Brief. From the entries underneath, give the number of lines holding the word "ServiceError", without any other words.

Data to examine.
----------------------------------------

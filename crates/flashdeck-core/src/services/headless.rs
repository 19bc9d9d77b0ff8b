//! Collaborators that render nothing and log what they would have done.

use std::collections::BTreeSet;
use std::path::{Path, PathBuf};
use std::time::Duration;

use tracing::debug;

use super::{
    AudioChannel, AudioDucker, AudioExtractor, AudioOut, HostWindow, HotkeySource, ProgressSink,
    SurfaceFactory, SurfaceHandle, SurfaceRequest, VideoBackend,
};
use crate::error::{MediaError, ServiceError};
use crate::video::VideoMeta;

#[derive(Debug, Default)]
pub struct NullDucker {
    ducked: bool,
}

impl NullDucker {
    pub fn is_ducked(&self) -> bool {
        self.ducked
    }
}

impl AudioDucker for NullDucker {
    fn duck(&mut self, strength: u32) -> Result<(), ServiceError> {
        if !self.ducked {
            debug!(strength, "duck");
        }
        self.ducked = true;
        Ok(())
    }

    fn unduck(&mut self) -> Result<(), ServiceError> {
        if self.ducked {
            debug!("unduck");
        }
        self.ducked = false;
        Ok(())
    }
}

/// Pretends every clip lasts `clip_length`.
#[derive(Debug)]
pub struct SilentAudio {
    pub clip_length: Duration,
}

impl Default for SilentAudio {
    fn default() -> Self {
        Self {
            clip_length: Duration::from_secs(3),
        }
    }
}

impl AudioOut for SilentAudio {
    fn play(
        &mut self,
        path: &Path,
        channel: AudioChannel,
        volume: f64,
    ) -> Result<Duration, ServiceError> {
        debug!(path = %path.display(), ?channel, volume, "play");
        Ok(self.clip_length)
    }

    fn stop_all(&mut self) {}
}

#[derive(Debug, Default)]
pub struct HeadlessSurfaces {
    next: u64,
    live: BTreeSet<SurfaceHandle>,
}

impl HeadlessSurfaces {
    pub fn live(&self) -> usize {
        self.live.len()
    }
}

impl SurfaceFactory for HeadlessSurfaces {
    fn create(&mut self, request: SurfaceRequest) -> Result<SurfaceHandle, ServiceError> {
        self.next += 1;
        let handle = SurfaceHandle(self.next);
        debug!(?handle, ?request, "surface created");
        self.live.insert(handle);
        Ok(handle)
    }

    fn destroy(&mut self, handle: SurfaceHandle) -> Result<(), ServiceError> {
        self.live.remove(&handle);
        Ok(())
    }

    fn set_opacity(&mut self, _handle: SurfaceHandle, _opacity: f64) -> Result<(), ServiceError> {
        Ok(())
    }
}

#[derive(Debug, Default)]
pub struct HeadlessHost {
    hidden: bool,
}

impl HostWindow for HeadlessHost {
    fn hide(&mut self) -> Result<(), ServiceError> {
        self.hidden = true;
        Ok(())
    }

    fn restore(&mut self) -> Result<(), ServiceError> {
        self.hidden = false;
        Ok(())
    }
}

/// Decoder stand-in producing `duration` seconds of frames at `fps`.
#[derive(Debug)]
pub struct SyntheticVideo {
    pub fps: f64,
    pub duration_secs: f64,
    frame_count: u64,
    pos: u64,
    open: Option<PathBuf>,
}

impl SyntheticVideo {
    pub fn new(fps: f64, duration_secs: f64) -> Self {
        Self {
            fps,
            duration_secs,
            frame_count: 0,
            pos: 0,
            open: None,
        }
    }

    pub fn is_open(&self) -> bool {
        self.open.is_some()
    }

    fn ensure_open(&self) -> Result<(), MediaError> {
        if self.open.is_none() {
            return Err(MediaError::DecodeFailed("no video open".into()));
        }
        Ok(())
    }
}

impl Default for SyntheticVideo {
    fn default() -> Self {
        Self::new(30.0, 30.0)
    }
}

impl VideoBackend for SyntheticVideo {
    fn open(&mut self, path: &Path) -> Result<VideoMeta, MediaError> {
        let meta = VideoMeta::new(self.fps, (self.fps * self.duration_secs) as u64);
        self.frame_count = meta.frame_count;
        self.pos = 0;
        self.open = Some(path.to_path_buf());
        Ok(meta)
    }

    fn position(&self) -> u64 {
        self.pos
    }

    fn seek(&mut self, frame: u64) -> Result<(), MediaError> {
        self.ensure_open()?;
        self.pos = frame.min(self.frame_count);
        Ok(())
    }

    fn grab(&mut self, n: u64) -> Result<(), MediaError> {
        self.ensure_open()?;
        self.pos = (self.pos + n).min(self.frame_count);
        Ok(())
    }

    fn present(&mut self) -> Result<bool, MediaError> {
        self.ensure_open()?;
        if self.pos >= self.frame_count {
            return Ok(false);
        }
        self.pos += 1;
        Ok(true)
    }

    fn close(&mut self) {
        self.open = None;
    }
}

/// Always fails, so every video plays silently.
#[derive(Debug, Default, Clone, Copy)]
pub struct NoAudioExtractor;

impl AudioExtractor for NoAudioExtractor {
    fn extract(&self, video: &Path) -> Result<PathBuf, MediaError> {
        Err(MediaError::ExtractionFailed {
            path: video.to_path_buf(),
            message: "no extractor configured".into(),
        })
    }
}

#[derive(Debug, Default, Clone, Copy)]
pub struct NeverPressed;

impl HotkeySource for NeverPressed {
    fn is_pressed(&mut self) -> Result<bool, ServiceError> {
        Ok(false)
    }
}

#[derive(Debug, Default, Clone, Copy)]
pub struct LogProgress;

impl ProgressSink for LogProgress {
    fn on_progress(&mut self, level: u32, fraction: f64, xp: f64, xp_needed: f64) {
        debug!(level, fraction, xp, xp_needed, "progress");
    }
}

----------------------------------------

Solved problem. 10